Update, 12 Feb 2008:  Well, just a couple of words more, to commend to you another civilised piece by Dr Giles Fraser (here), and a harsher but persuasive piece by Andrew Anthony arguing for the disestablishment of the Church of England (here), both in the Guardian of 12 February 2008.  Mr Anthony's concluding remarks seem sensible:

Much of the grievance members of other religions and denominations currently feel stems from the privilege – state endorsement, parliamentary representation – that Dr Williams's church conspicuously enjoys. Who can deny that the church's special treatment looks increasingly absurd in our multicultural society? Even Dr Williams himself has acknowledged that Britain is not a Christian country in terms of "active churchgoers". Therefore the choice on offer is either to downgrade the Church of England, or upgrade other religions. Dr Williams has made his preference obvious.

He should think again. If he really wants the hateful media off his back, he ought to separate his church from the British state.
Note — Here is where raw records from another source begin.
// --- Unit Tests ---
#[cfg(test)]
mod tests {
    use super::*;
    use approx::assert_abs_diff_eq;
    use ndarray::array;
    use std::io::{self, Write};
    use tempfile::NamedTempFile;

    /// A robust helper to create a temporary CSV file for testing.
    fn create_test_csv(content: &str) -> io::Result<NamedTempFile> {
        let mut file = NamedTempFile::new()?;
        writeln!(file, "{}", content)?;
        file.flush()?;
        Ok(file)
    }

    fn cols(list: &[&str]) -> Vec<String> {
        list.iter().map(|s| s.to_string()).collect()
    }

    fn small_table() -> Table {
        Table::new(
            cols(&["Weight", "Height"]),
            array![[150.0, 70.0], [200.0, 72.0], [180.0, 29.5], [160.0, 68.0]],
        )
        .unwrap()
    }

    #[test]
    fn test_load_table_selects_requested_columns_in_order() {
        let content = "Density,BodyFat,Age,Weight\n1.07,12.3,23,154.25\n1.08,6.1,22,173.25\n1.04,25.3,22,154.0";
        let file = create_test_csv(content).unwrap();
        let table = load_table(
            file.path().to_str().unwrap(),
            b',',
            &cols(&["Weight", "BodyFat"]),
        )
        .unwrap();
        assert_eq!(table.names(), &cols(&["Weight", "BodyFat"])[..]);
        assert_eq!(table.nrows(), 3);
        assert_abs_diff_eq!(table.values()[[0, 0]], 154.25, epsilon = 1e-12);
        assert_abs_diff_eq!(table.values()[[2, 1]], 25.3, epsilon = 1e-12);
    }

    #[test]
    fn test_tab_separated_input() {
        let content = "a\tb\n1\t2\n3\t4";
        let file = create_test_csv(content).unwrap();
        let table = load_table(file.path().to_str().unwrap(), b'\t', &cols(&["b", "a"])).unwrap();
        assert_eq!(table.column("b").unwrap().to_vec(), vec![2.0, 4.0]);
    }

    #[test]
    fn test_error_column_not_found() {
        let file = create_test_csv("a,b\n1,2\n3,4").unwrap();
        match load_table(file.path().to_str().unwrap(), b',', &cols(&["a", "c"])) {
            Err(DataError::ColumnNotFound(col)) => assert_eq!(col, "c"),
            other => panic!("Expected ColumnNotFound, got {:?}", other),
        }
    }

    #[test]
    fn test_error_missing_values() {
        let file = create_test_csv("a,b\n1,2\n,4\n5,6").unwrap();
        match load_table(file.path().to_str().unwrap(), b',', &cols(&["a", "b"])) {
            Err(DataError::MissingValuesFound(col)) => assert_eq!(col, "a"),
            other => panic!("Expected MissingValuesFound, got {:?}", other),
        }
    }

    #[test]
    fn test_error_wrong_type() {
        let file = create_test_csv("a,b\n1,2\nnot_a_number,4\n5,6").unwrap();
        match load_table(file.path().to_str().unwrap(), b',', &cols(&["a"])) {
            Err(DataError::ColumnWrongType {
                column_name,
                expected_type,
                ..
            }) => {
                assert_eq!(column_name, "a");
                assert_eq!(expected_type, "f64 (numeric)");
            }
            other => panic!("Expected ColumnWrongType, got {:?}", other),
        }
    }

    #[test]
    fn test_drop_rows_uses_one_based_numbers() {
        let table = small_table().drop_rows(&[3]).unwrap();
        assert_eq!(table.nrows(), 3);
        assert_eq!(table.column("Height").unwrap().to_vec(), vec![70.0, 72.0, 68.0]);
        match small_table().drop_rows(&[5]) {
            Err(DataError::OutlierOutOfRange { row, n_rows }) => {
                assert_eq!(row, 5);
                assert_eq!(n_rows, 4);
            }
            other => panic!("Expected OutlierOutOfRange, got {:?}", other),
        }
    }

    #[test]
    fn test_prepare_appends_derived_columns_once() {
        let derived = vec![
            DerivedColumn::affine("Wkg", "Weight", 0.45359237),
            DerivedColumn::affine("Hcm", "Height", 2.54),
        ];
        let prepared = prepare(&small_table(), &[3], &derived).unwrap();
        assert_eq!(prepared.names(), &cols(&["Weight", "Height", "Wkg", "Hcm"])[..]);
        assert_abs_diff_eq!(prepared.column("Wkg").unwrap()[0], 150.0 * 0.45359237, epsilon = 1e-12);
        assert_abs_diff_eq!(prepared.column("Hcm").unwrap()[2], 68.0 * 2.54, epsilon = 1e-12);

        match prepared.with_derived(&derived[0]) {
            Err(DataError::DuplicateColumn(name)) => assert_eq!(name, "Wkg"),
            other => panic!("Expected DuplicateColumn, got {:?}", other),
        }
    }

    #[test]
    fn test_split_sizes_are_exact_and_disjoint() {
        let split = split_indices(250, 0.6, 2024).unwrap();
        assert_eq!(split.train.len(), 150);
        assert_eq!(split.test.len(), 100);

        let train: HashSet<usize> = split.train.iter().copied().collect();
        let test: HashSet<usize> = split.test.iter().copied().collect();
        assert!(train.is_disjoint(&test));
        let union: HashSet<usize> = train.union(&test).copied().collect();
        assert_eq!(union, (0..250).collect::<HashSet<_>>());
    }

    #[test]
    fn test_split_is_reproducible_per_seed() {
        let a = split_indices(100, 0.5, 7).unwrap();
        let b = split_indices(100, 0.5, 7).unwrap();
        let c = split_indices(100, 0.5, 8).unwrap();
        assert_eq!(a, b);
        assert_ne!(a, c);
    }

    #[test]
    fn test_invalid_split_proportions() {
        assert!(matches!(
            split_indices(10, 0.0, 1),
            Err(DataError::InvalidSplitProportion(_))
        ));
        assert!(matches!(
            split_indices(10, 1.5, 1),
            Err(DataError::InvalidSplitProportion(_))
        ));
        assert!(matches!(
            split_indices(3, 0.1, 1),
            Err(DataError::EmptySplit { .. })
        ));
    }
}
Then his pronouncements would more properly be a matter only for him and his vanishing congregation.

There's room for argument about the claim that the C of E congregation is 'vanishing', CofE Sunday attendance 68-05but the secular trend (in the statistical but not the theological sense) is certainly downwards, as this graph for "usual Sunday attendance" from 1968 to 2005 demonstrates.  (The 2006 figures show a further decline; figures for 2007 seem not to be available yet.)

Brian 

1 Response

  1. John Miles says:

    Lies, damned lies and statistcs.

    Rule One (or thereabouts): take no notice of any graph which doesn't start at zero

    Brian writesFair point.  But it does seem to indicate a steady decline in CofE church attendance, doesn't it?  Wherever you start the graph, and whatever the slope of the trend, it seems to be inexorably downwards.  That was all I was trying to establish.